Provided data.

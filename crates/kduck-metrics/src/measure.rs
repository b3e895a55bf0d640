//! Measures and measurements

use std::sync::Arc;

/// Unit for counts and other dimensionless values
pub const UNIT_DIMENSIONLESS: &str = "1";
pub const UNIT_BYTES: &str = "By";
pub const UNIT_MILLISECONDS: &str = "ms";
pub const UNIT_SECONDS: &str = "s";

/// Value type of a measure
#[derive(Debug, Clone, Copy, PartialEq, Eq)]
pub enum MeasureKind {
    Int64,
    Float64,
}

#[derive(Debug, PartialEq)]
struct MeasureDesc {
    name: String,
    description: String,
    unit: String,
    kind: MeasureKind,
}

/// A named quantity that can be recorded. Cheap to clone.
#[derive(Debug, Clone, PartialEq)]
pub struct Measure(Arc<MeasureDesc>);

impl Measure {
    fn new(kind: MeasureKind, name: &str, description: &str, unit: &str) -> Self {
        Self(Arc::new(MeasureDesc {
            name: name.to_string(),
            description: description.to_string(),
            unit: unit.to_string(),
            kind,
        }))
    }

    pub fn name(&self) -> &str {
        &self.0.name
    }

    pub fn description(&self) -> &str {
        &self.0.description
    }

    pub fn unit(&self) -> &str {
        &self.0.unit
    }

    pub fn kind(&self) -> MeasureKind {
        self.0.kind
    }
}

/// Measure of integer values
#[derive(Debug, Clone, PartialEq)]
pub struct Int64Measure(Measure);

impl Int64Measure {
    pub fn new(name: &str, description: &str, unit: &str) -> Self {
        Self(Measure::new(MeasureKind::Int64, name, description, unit))
    }

    /// A measurement of `value`
    pub fn m(&self, value: i64) -> Measurement {
        Measurement {
            measure: self.0.clone(),
            value: value as f64,
        }
    }

    pub fn measure(&self) -> &Measure {
        &self.0
    }
}

/// Measure of floating point values
#[derive(Debug, Clone, PartialEq)]
pub struct Float64Measure(Measure);

impl Float64Measure {
    pub fn new(name: &str, description: &str, unit: &str) -> Self {
        Self(Measure::new(MeasureKind::Float64, name, description, unit))
    }

    /// A measurement of `value`
    pub fn m(&self, value: f64) -> Measurement {
        Measurement {
            measure: self.0.clone(),
            value,
        }
    }

    pub fn measure(&self) -> &Measure {
        &self.0
    }
}

/// A single value recorded against a measure
#[derive(Debug, Clone, PartialEq)]
pub struct Measurement {
    measure: Measure,
    value: f64,
}

impl Measurement {
    pub fn measure(&self) -> &Measure {
        &self.measure
    }

    pub fn value(&self) -> f64 {
        self.value
    }
}
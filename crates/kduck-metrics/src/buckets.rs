//! Bucket boundaries for distribution views

/// `n` bounds starting at `base`, each ten times the previous one
pub fn buckets_n_by_10(base: f64, n: usize) -> Vec<f64> {
    let mut bounds = Vec::with_capacity(n);
    let mut bound = base;
    for _ in 0..n {
        bounds.push(bound);
        bound *= 10.0;
    }
    bounds
}

/// A 1-2-5 series (1, 2, 5, 10, 20, 50, ...) from `low` up to and including
/// the first bound that is at least `high`.
///
/// `low` is expected to be a 1, 2 or 5 times a power of ten.
pub fn buckets_125(low: f64, high: f64) -> Vec<f64> {
    let mut bounds = vec![low];
    let mut last = low;
    while last < high && last > 0.0 {
        let mantissa = (last / 10f64.powf(last.log10().floor())).round();
        last *= if mantissa == 2.0 { 2.5 } else { 2.0 };
        bounds.push(last);
    }
    bounds
}
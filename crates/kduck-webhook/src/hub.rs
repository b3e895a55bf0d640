//! Hub-and-spoke conversion
//!
//! Every kind designates one version as its hub. Objects are converted from
//! their stored version to the hub, then from the hub to the desired
//! version, so each non-hub version only needs converters to and from the
//! hub.

use std::collections::HashMap;
use std::fmt;

use async_trait::async_trait;
use serde_json::Value;
use tracing::warn;

use crate::conversion::ConversionController;
use crate::review::{ConversionRequest, ConversionResponse, split_api_version};

/// Converts objects of one spoke version to and from the hub version
pub trait VersionConverter: Send + Sync {
    /// Spoke object to hub object
    fn to_hub(&self, object: Value) -> Result<Value, String>;

    /// Hub object to spoke object
    fn from_hub(&self, hub: Value) -> Result<Value, String>;
}

/// An API group and kind
#[derive(Debug, Clone, PartialEq, Eq, Hash)]
pub struct GroupKind {
    pub group: String,
    pub kind: String,
}

impl GroupKind {
    pub fn new(group: impl Into<String>, kind: impl Into<String>) -> Self {
        Self {
            group: group.into(),
            kind: kind.into(),
        }
    }
}

impl fmt::Display for GroupKind {
    fn fmt(&self, f: &mut fmt::Formatter<'_>) -> fmt::Result {
        if self.group.is_empty() {
            f.write_str(&self.kind)
        } else {
            write!(f, "{}.{}", self.kind, self.group)
        }
    }
}

/// Conversion setup for one kind
pub struct KindConversion {
    hub_version: String,
    spokes: HashMap<String, Box<dyn VersionConverter>>,
}

impl KindConversion {
    pub fn new(hub_version: impl Into<String>) -> Self {
        Self {
            hub_version: hub_version.into(),
            spokes: HashMap::new(),
        }
    }

    /// Add a non-hub version
    pub fn spoke(mut self, version: impl Into<String>, converter: impl VersionConverter + 'static) -> Self {
        self.spokes.insert(version.into(), Box::new(converter));
        self
    }

    fn to_hub(&self, version: &str, object: Value) -> Result<Value, String> {
        if version == self.hub_version {
            return Ok(object);
        }
        self.converter(version)?.to_hub(object)
    }

    fn from_hub(&self, version: &str, hub: Value) -> Result<Value, String> {
        if version == self.hub_version {
            return Ok(hub);
        }
        self.converter(version)?.from_hub(hub)
    }

    fn converter(&self, version: &str) -> Result<&dyn VersionConverter, String> {
        self.spokes
            .get(version)
            .map(|c| &**c)
            .ok_or_else(|| format!("no conversion registered for version {:?}", version))
    }
}

/// [`ConversionController`] converting through each kind's hub version
pub struct HubConversion {
    path: String,
    kinds: HashMap<GroupKind, KindConversion>,
}

impl HubConversion {
    pub fn new(path: impl Into<String>) -> Self {
        Self {
            path: path.into(),
            kinds: HashMap::new(),
        }
    }

    pub fn kind(mut self, group_kind: GroupKind, conversion: KindConversion) -> Self {
        self.kinds.insert(group_kind, conversion);
        self
    }

    fn convert_object(&self, object: Value, desired_api_version: &str) -> Result<Value, String> {
        let api_version = object
            .get("apiVersion")
            .and_then(Value::as_str)
            .ok_or("object has no apiVersion")?
            .to_string();
        if api_version == desired_api_version {
            return Ok(object);
        }

        let kind = object
            .get("kind")
            .and_then(Value::as_str)
            .ok_or("object has no kind")?;
        let (group, version) = split_api_version(&api_version);
        let (desired_group, desired_version) = split_api_version(desired_api_version);
        if group != desired_group {
            return Err(format!(
                "cannot convert {} to {}: groups differ",
                api_version, desired_api_version
            ));
        }

        let group_kind = GroupKind::new(group, kind);
        let conversion = self
            .kinds
            .get(&group_kind)
            .ok_or_else(|| format!("no conversion registered for kind {}", group_kind))?;

        let hub = conversion.to_hub(version, object)?;
        let mut converted = conversion.from_hub(desired_version, hub)?;
        if let Some(fields) = converted.as_object_mut() {
            fields.insert(
                "apiVersion".to_string(),
                Value::String(desired_api_version.to_string()),
            );
        }
        Ok(converted)
    }
}

#[async_trait]
impl ConversionController for HubConversion {
    fn path(&self) -> &str {
        &self.path
    }

    async fn convert(&self, request: &ConversionRequest) -> ConversionResponse {
        let mut converted = Vec::with_capacity(request.objects.len());
        for (index, object) in request.objects.iter().enumerate() {
            match self.convert_object(object.clone(), &request.desired_api_version) {
                Ok(object) => converted.push(object),
                Err(message) => {
                    warn!(uid = %request.uid, index, error = %message, "conversion failed");
                    return ConversionResponse::failure(
                        &request.uid,
                        format!("conversion of object {} failed: {}", index, message),
                    );
                }
            }
        }
        ConversionResponse::success(&request.uid, converted)
    }
}

#[cfg(test)]
mod tests {
    use super::*;
    use serde_json::json;

    /// v1alpha1 calls `spec.replicas` `spec.count`
    struct Alpha;

    impl VersionConverter for Alpha {
        fn to_hub(&self, mut object: Value) -> Result<Value, String> {
            let spec = object["spec"].as_object_mut().ok_or("spec missing")?;
            if let Some(count) = spec.remove("count") {
                spec.insert("replicas".to_string(), count);
            }
            Ok(object)
        }

        fn from_hub(&self, mut hub: Value) -> Result<Value, String> {
            let spec = hub["spec"].as_object_mut().ok_or("spec missing")?;
            if let Some(replicas) = spec.remove("replicas") {
                spec.insert("count".to_string(), replicas);
            }
            Ok(hub)
        }
    }

    fn controller() -> HubConversion {
        HubConversion::new("/convert").kind(
            GroupKind::new("example.com", "Widget"),
            KindConversion::new("v1").spoke("v1alpha1", Alpha),
        )
    }

    fn request(desired: &str, objects: Vec<Value>) -> ConversionRequest {
        ConversionRequest {
            uid: "some-uid".to_string(),
            desired_api_version: desired.to_string(),
            objects,
        }
    }

    #[tokio::test]
    async fn test_spoke_to_hub_and_back() {
        let alpha = json!({"apiVersion": "example.com/v1alpha1", "kind": "Widget", "spec": {"count": 3}});
        let hub = json!({"apiVersion": "example.com/v1", "kind": "Widget", "spec": {"replicas": 2}});

        let response = controller()
            .convert(&request("example.com/v1", vec![alpha, hub.clone()]))
            .await;
        assert_eq!(response.uid, "some-uid");
        assert_eq!(response.result.summary(), "success");
        assert_eq!(
            response.converted_objects,
            vec![
                json!({"apiVersion": "example.com/v1", "kind": "Widget", "spec": {"replicas": 3}}),
                hub.clone(),
            ]
        );

        let response = controller()
            .convert(&request("example.com/v1alpha1", vec![hub]))
            .await;
        assert_eq!(
            response.converted_objects,
            vec![json!({"apiVersion": "example.com/v1alpha1", "kind": "Widget", "spec": {"count": 2}})]
        );
    }

    #[tokio::test]
    async fn test_unknown_kind_fails() {
        let gadget = json!({"apiVersion": "example.com/v1alpha1", "kind": "Gadget", "spec": {}});
        let response = controller()
            .convert(&request("example.com/v1", vec![gadget]))
            .await;
        assert_eq!(response.uid, "some-uid");
        assert_eq!(response.result.summary(), "failure");
        assert!(response.result.message.contains("Gadget.example.com"));
        assert!(response.converted_objects.is_empty());
    }

    #[tokio::test]
    async fn test_unknown_version_fails() {
        let widget = json!({"apiVersion": "example.com/v1", "kind": "Widget", "spec": {}});
        let response = controller()
            .convert(&request("example.com/v2", vec![widget]))
            .await;
        assert_eq!(response.result.summary(), "failure");
        assert!(response.result.message.contains("\"v2\""));
    }
}
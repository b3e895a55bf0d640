//! Process-wide recording
//!
//! Measurements recorded through [`record`] and [`record_batch`] go to the
//! meter of the context's resource (or the default meter), unless the
//! current [`MetricsConfig`] installs a custom recorder.

use std::collections::HashMap;
use std::sync::Arc;

use once_cell::sync::Lazy;
use parking_lot::RwLock;
use tracing::debug;

use crate::error::Result;
use crate::measure::Measurement;
use crate::meter::Meter;
use crate::tags::{MetricResource, RecordContext};
use crate::view::View;

/// Receives measurements instead of the meters
pub type Recorder = Arc<dyn Fn(&RecordContext, &[Measurement]) + Send + Sync>;

/// Recording configuration for the process
#[derive(Clone, Default)]
pub struct MetricsConfig {
    /// Name of the component recording, used as the metrics domain
    pub component: String,
    /// Replaces meter recording when set
    pub recorder: Option<Recorder>,
}

impl std::fmt::Debug for MetricsConfig {
    fn fmt(&self, f: &mut std::fmt::Formatter<'_>) -> std::fmt::Result {
        f.debug_struct("MetricsConfig")
            .field("component", &self.component)
            .field("recorder", &self.recorder.is_some())
            .finish()
    }
}

struct Meters {
    default: Arc<Meter>,
    by_resource: HashMap<MetricResource, Arc<Meter>>,
    /// Views every meter, including ones created later, must carry
    resource_views: Vec<View>,
}

static METERS: Lazy<RwLock<Meters>> = Lazy::new(|| {
    RwLock::new(Meters {
        default: Arc::new(Meter::new()),
        by_resource: HashMap::new(),
        resource_views: Vec::new(),
    })
});

static CURRENT_CONFIG: Lazy<RwLock<Option<MetricsConfig>>> = Lazy::new(|| RwLock::new(None));

/// The meter used for recordings without a resource
pub fn default_meter() -> Arc<Meter> {
    METERS.read().default.clone()
}

/// The meter for `resource`, created with all resource views on first use
pub fn meter_for_resource(resource: &MetricResource) -> Arc<Meter> {
    if let Some(meter) = METERS.read().by_resource.get(resource) {
        return meter.clone();
    }

    let mut meters = METERS.write();
    if let Some(meter) = meters.by_resource.get(resource) {
        return meter.clone();
    }
    let meter = Arc::new(Meter::for_resource(resource.clone()));
    // Views were already validated against the default meter.
    if let Err(e) = meter.register(&meters.resource_views) {
        debug!(error = %e, resource = %resource.type_, "resource view registration failed");
    }
    meters.by_resource.insert(resource.clone(), meter.clone());
    meter
}

/// Register views with the default meter and every resource meter, present
/// and future
///
/// Nothing is registered anywhere if any meter rejects `views`.
pub fn register_resource_view(views: &[View]) -> Result<()> {
    let mut meters = METERS.write();
    meters.default.check_register(views)?;
    for meter in meters.by_resource.values() {
        meter.check_register(views)?;
    }

    meters.default.register(views)?;
    for meter in meters.by_resource.values() {
        meter.register(views)?;
    }
    for view in views {
        if !meters.resource_views.iter().any(|v| v.same_as(view)) {
            meters.resource_views.push(view.clone());
        }
    }
    Ok(())
}

/// Undo [`register_resource_view`]
pub fn unregister_resource_view(views: &[View]) {
    let mut meters = METERS.write();
    meters.default.unregister(views);
    for meter in meters.by_resource.values() {
        meter.unregister(views);
    }
    meters
        .resource_views
        .retain(|v| !views.iter().any(|view| view.name() == v.name()));
    meters.by_resource.retain(|_, meter| !meter.is_empty());
}

/// Replace the current metrics configuration
pub fn set_cur_metrics_config(config: Option<MetricsConfig>) {
    *CURRENT_CONFIG.write() = config;
}

pub fn cur_metrics_config() -> Option<MetricsConfig> {
    CURRENT_CONFIG.read().clone()
}

/// Record one measurement
pub fn record(ctx: &RecordContext, measurement: Measurement) {
    record_batch(ctx, &[measurement]);
}

/// Record several measurements sharing one context
pub fn record_batch(ctx: &RecordContext, measurements: &[Measurement]) {
    let recorder = CURRENT_CONFIG
        .read()
        .as_ref()
        .and_then(|config| config.recorder.clone());
    if let Some(recorder) = recorder {
        recorder(ctx, measurements);
        return;
    }

    let meter = match &ctx.resource {
        Some(resource) => match recording_meter(resource) {
            Some(meter) => meter,
            None => return,
        },
        None => default_meter(),
    };
    meter.record(&ctx.tags, measurements);
}

/// The meter a recording for `resource` lands in. No meter is created while
/// there are no resource views, since it would have nothing to aggregate.
fn recording_meter(resource: &MetricResource) -> Option<Arc<Meter>> {
    {
        let meters = METERS.read();
        if let Some(meter) = meters.by_resource.get(resource) {
            return Some(meter.clone());
        }
        if meters.resource_views.is_empty() {
            return None;
        }
    }
    Some(meter_for_resource(resource))
}
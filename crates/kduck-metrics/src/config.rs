//! Observability configuration
//!
//! Read from the data of the observability ConfigMap, where every value is a
//! string:
//!
//! ```yaml
//! metrics.backend-destination: prometheus
//! metrics.reporting-period-seconds: "10"
//! metrics.request-metrics-backend-destination: opencensus
//! ```

use std::collections::BTreeMap;
use std::fmt;
use std::str::FromStr;
use std::time::Duration;

use serde::{Deserialize, Serialize};

use crate::error::{MetricsError, Result};

pub const BACKEND_DESTINATION_KEY: &str = "metrics.backend-destination";
pub const REPORTING_PERIOD_KEY: &str = "metrics.reporting-period-seconds";
pub const REQUEST_METRICS_BACKEND_KEY: &str = "metrics.request-metrics-backend-destination";
pub const OPENCENSUS_ADDRESS_KEY: &str = "metrics.opencensus-address";
pub const PROMETHEUS_PORT_KEY: &str = "metrics.prometheus-port";
pub const PROMETHEUS_HOST_KEY: &str = "metrics.prometheus-host";

/// Environment variable overriding the metrics domain
pub const METRICS_DOMAIN_ENV: &str = "METRICS_DOMAIN";

const DEFAULT_PROMETHEUS_PORT: u16 = 9090;
const DEFAULT_PROMETHEUS_HOST: &str = "0.0.0.0";

/// Where metrics are exported
#[derive(Debug, Clone, Copy, PartialEq, Eq, Default, Serialize, Deserialize)]
#[serde(rename_all = "lowercase")]
pub enum MetricsBackend {
    #[default]
    Prometheus,
    OpenCensus,
    None,
}

impl MetricsBackend {
    /// Reporting period used when none is configured
    pub fn default_reporting_period(&self) -> Duration {
        match self {
            MetricsBackend::Prometheus => Duration::from_secs(5),
            MetricsBackend::OpenCensus => Duration::from_secs(60),
            MetricsBackend::None => Duration::ZERO,
        }
    }
}

impl FromStr for MetricsBackend {
    type Err = MetricsError;

    fn from_str(s: &str) -> Result<Self> {
        match s.trim().to_ascii_lowercase().as_str() {
            "prometheus" => Ok(MetricsBackend::Prometheus),
            "opencensus" => Ok(MetricsBackend::OpenCensus),
            "none" => Ok(MetricsBackend::None),
            other => Err(MetricsError::invalid_config(
                BACKEND_DESTINATION_KEY,
                format!("unsupported metrics backend {:?}", other),
            )),
        }
    }
}

impl fmt::Display for MetricsBackend {
    fn fmt(&self, f: &mut fmt::Formatter<'_>) -> fmt::Result {
        f.write_str(match self {
            MetricsBackend::Prometheus => "prometheus",
            MetricsBackend::OpenCensus => "opencensus",
            MetricsBackend::None => "none",
        })
    }
}

/// Parsed observability settings for one component
#[derive(Debug, Clone, PartialEq, Serialize, Deserialize)]
#[serde(rename_all = "camelCase")]
pub struct ObservabilityConfig {
    /// Metrics domain, e.g. `kduck.dev/serving`
    pub domain: String,

    #[serde(default)]
    pub backend_destination: MetricsBackend,

    /// How often metrics are pushed or scraped
    #[serde(with = "duration_secs")]
    pub reporting_period: Duration,

    /// Backend for request metrics, when different from the main one
    #[serde(default)]
    pub request_metrics_backend: Option<MetricsBackend>,

    #[serde(default)]
    pub opencensus_address: Option<String>,

    #[serde(default = "default_prometheus_port")]
    pub prometheus_port: u16,

    #[serde(default = "default_prometheus_host")]
    pub prometheus_host: String,
}

fn default_prometheus_port() -> u16 {
    DEFAULT_PROMETHEUS_PORT
}

fn default_prometheus_host() -> String {
    DEFAULT_PROMETHEUS_HOST.to_string()
}

impl ObservabilityConfig {
    /// Defaults for `domain`: Prometheus, reported every 5 seconds
    pub fn new(domain: impl Into<String>) -> Self {
        let backend = MetricsBackend::default();
        Self {
            domain: domain.into(),
            backend_destination: backend,
            reporting_period: backend.default_reporting_period(),
            request_metrics_backend: None,
            opencensus_address: None,
            prometheus_port: default_prometheus_port(),
            prometheus_host: default_prometheus_host(),
        }
    }

    /// Parse ConfigMap data. Missing keys take their defaults.
    pub fn from_map(domain: impl Into<String>, data: &BTreeMap<String, String>) -> Result<Self> {
        let mut config = Self::new(domain);
        let value = |key: &str| data.get(key).map(|v| v.trim()).filter(|v| !v.is_empty());

        if let Some(backend) = value(BACKEND_DESTINATION_KEY) {
            config.backend_destination = backend.parse()?;
        }
        config.reporting_period = match value(REPORTING_PERIOD_KEY) {
            Some(seconds) => {
                let seconds: u64 = seconds.parse().map_err(|_| {
                    MetricsError::invalid_config(
                        REPORTING_PERIOD_KEY,
                        format!("{:?} is not a whole number of seconds", seconds),
                    )
                })?;
                Duration::from_secs(seconds)
            }
            None => config.backend_destination.default_reporting_period(),
        };
        if let Some(backend) = value(REQUEST_METRICS_BACKEND_KEY) {
            let backend: MetricsBackend = backend.parse().map_err(|_| {
                MetricsError::invalid_config(
                    REQUEST_METRICS_BACKEND_KEY,
                    format!("unsupported metrics backend {:?}", backend),
                )
            })?;
            config.request_metrics_backend = Some(backend);
        }
        config.opencensus_address = value(OPENCENSUS_ADDRESS_KEY).map(str::to_string);
        if let Some(port) = value(PROMETHEUS_PORT_KEY) {
            config.prometheus_port = port.parse().map_err(|_| {
                MetricsError::invalid_config(PROMETHEUS_PORT_KEY, format!("invalid port {:?}", port))
            })?;
        }
        if let Some(host) = value(PROMETHEUS_HOST_KEY) {
            config.prometheus_host = host.to_string();
        }

        Ok(config)
    }

    /// Parse ConfigMap data written as YAML. Scalar values may be unquoted.
    pub fn from_yaml(domain: impl Into<String>, yaml: &str) -> Result<Self> {
        let raw: BTreeMap<String, serde_yaml::Value> = serde_yaml::from_str(yaml)?;
        let data = raw
            .into_iter()
            .map(|(key, value)| -> Result<(String, String)> {
                let value = match value {
                    serde_yaml::Value::String(s) => s,
                    serde_yaml::Value::Null => String::new(),
                    other => serde_yaml::to_string(&other)?.trim().to_string(),
                };
                Ok((key, value))
            })
            .collect::<Result<BTreeMap<_, _>>>()?;
        Self::from_map(domain, &data)
    }

    /// Metrics domain from `METRICS_DOMAIN`, if set
    pub fn domain_from_env() -> Option<String> {
        std::env::var(METRICS_DOMAIN_ENV)
            .ok()
            .filter(|d| !d.is_empty())
    }

    /// Backend used for request metrics
    pub fn request_backend(&self) -> MetricsBackend {
        self.request_metrics_backend
            .unwrap_or(self.backend_destination)
    }
}

mod duration_secs {
    use std::time::Duration;

    use serde::{Deserialize, Deserializer, Serializer};

    pub fn serialize<S: Serializer>(d: &Duration, s: S) -> Result<S::Ok, S::Error> {
        s.serialize_u64(d.as_secs())
    }

    pub fn deserialize<'de, D: Deserializer<'de>>(d: D) -> Result<Duration, D::Error> {
        u64::deserialize(d).map(Duration::from_secs)
    }
}

#[cfg(test)]
mod tests {
    use super::*;

    fn data(pairs: &[(&str, &str)]) -> BTreeMap<String, String> {
        pairs
            .iter()
            .map(|(k, v)| (k.to_string(), v.to_string()))
            .collect()
    }

    #[test]
    fn test_defaults() {
        let config = ObservabilityConfig::from_map("kduck.dev/testing", &BTreeMap::new()).unwrap();
        assert_eq!(config, ObservabilityConfig::new("kduck.dev/testing"));
        assert_eq!(config.backend_destination, MetricsBackend::Prometheus);
        assert_eq!(config.reporting_period, Duration::from_secs(5));
        assert_eq!(config.prometheus_port, 9090);
        assert_eq!(config.request_backend(), MetricsBackend::Prometheus);
    }

    #[test]
    fn test_opencensus_default_period() {
        let config = ObservabilityConfig::from_map(
            "kduck.dev/testing",
            &data(&[(BACKEND_DESTINATION_KEY, "OpenCensus")]),
        )
        .unwrap();
        assert_eq!(config.backend_destination, MetricsBackend::OpenCensus);
        assert_eq!(config.reporting_period, Duration::from_secs(60));
    }

    #[test]
    fn test_explicit_values() {
        let config = ObservabilityConfig::from_map(
            "kduck.dev/testing",
            &data(&[
                (BACKEND_DESTINATION_KEY, "prometheus"),
                (REPORTING_PERIOD_KEY, "10"),
                (REQUEST_METRICS_BACKEND_KEY, "opencensus"),
                (PROMETHEUS_PORT_KEY, "9091"),
            ]),
        )
        .unwrap();
        assert_eq!(config.reporting_period, Duration::from_secs(10));
        assert_eq!(config.request_backend(), MetricsBackend::OpenCensus);
        assert_eq!(config.prometheus_port, 9091);
    }

    #[test]
    fn test_invalid_values() {
        let err = ObservabilityConfig::from_map(
            "kduck.dev/testing",
            &data(&[(BACKEND_DESTINATION_KEY, "stackdriver")]),
        )
        .unwrap_err();
        assert!(err.to_string().contains("stackdriver"));

        let err = ObservabilityConfig::from_map(
            "kduck.dev/testing",
            &data(&[(REPORTING_PERIOD_KEY, "soon")]),
        )
        .unwrap_err();
        assert!(matches!(err, MetricsError::InvalidConfig { key, .. } if key == REPORTING_PERIOD_KEY));
    }

    #[test]
    fn test_from_yaml() {
        let config = ObservabilityConfig::from_yaml(
            "kduck.dev/testing",
            r#"
metrics.backend-destination: opencensus
metrics.reporting-period-seconds: 30
metrics.opencensus-address: collector.observability:55678
"#,
        )
        .unwrap();
        assert_eq!(config.backend_destination, MetricsBackend::OpenCensus);
        assert_eq!(config.reporting_period, Duration::from_secs(30));
        assert_eq!(
            config.opencensus_address.as_deref(),
            Some("collector.observability:55678")
        );
    }
}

Work instructions. Lines above that include the string "times" need to be copied.

Task result.
/// `n` bounds starting at `base`, each ten times the previous one
/// `low` is expected to be a 1, 2 or 5 times a power of ten.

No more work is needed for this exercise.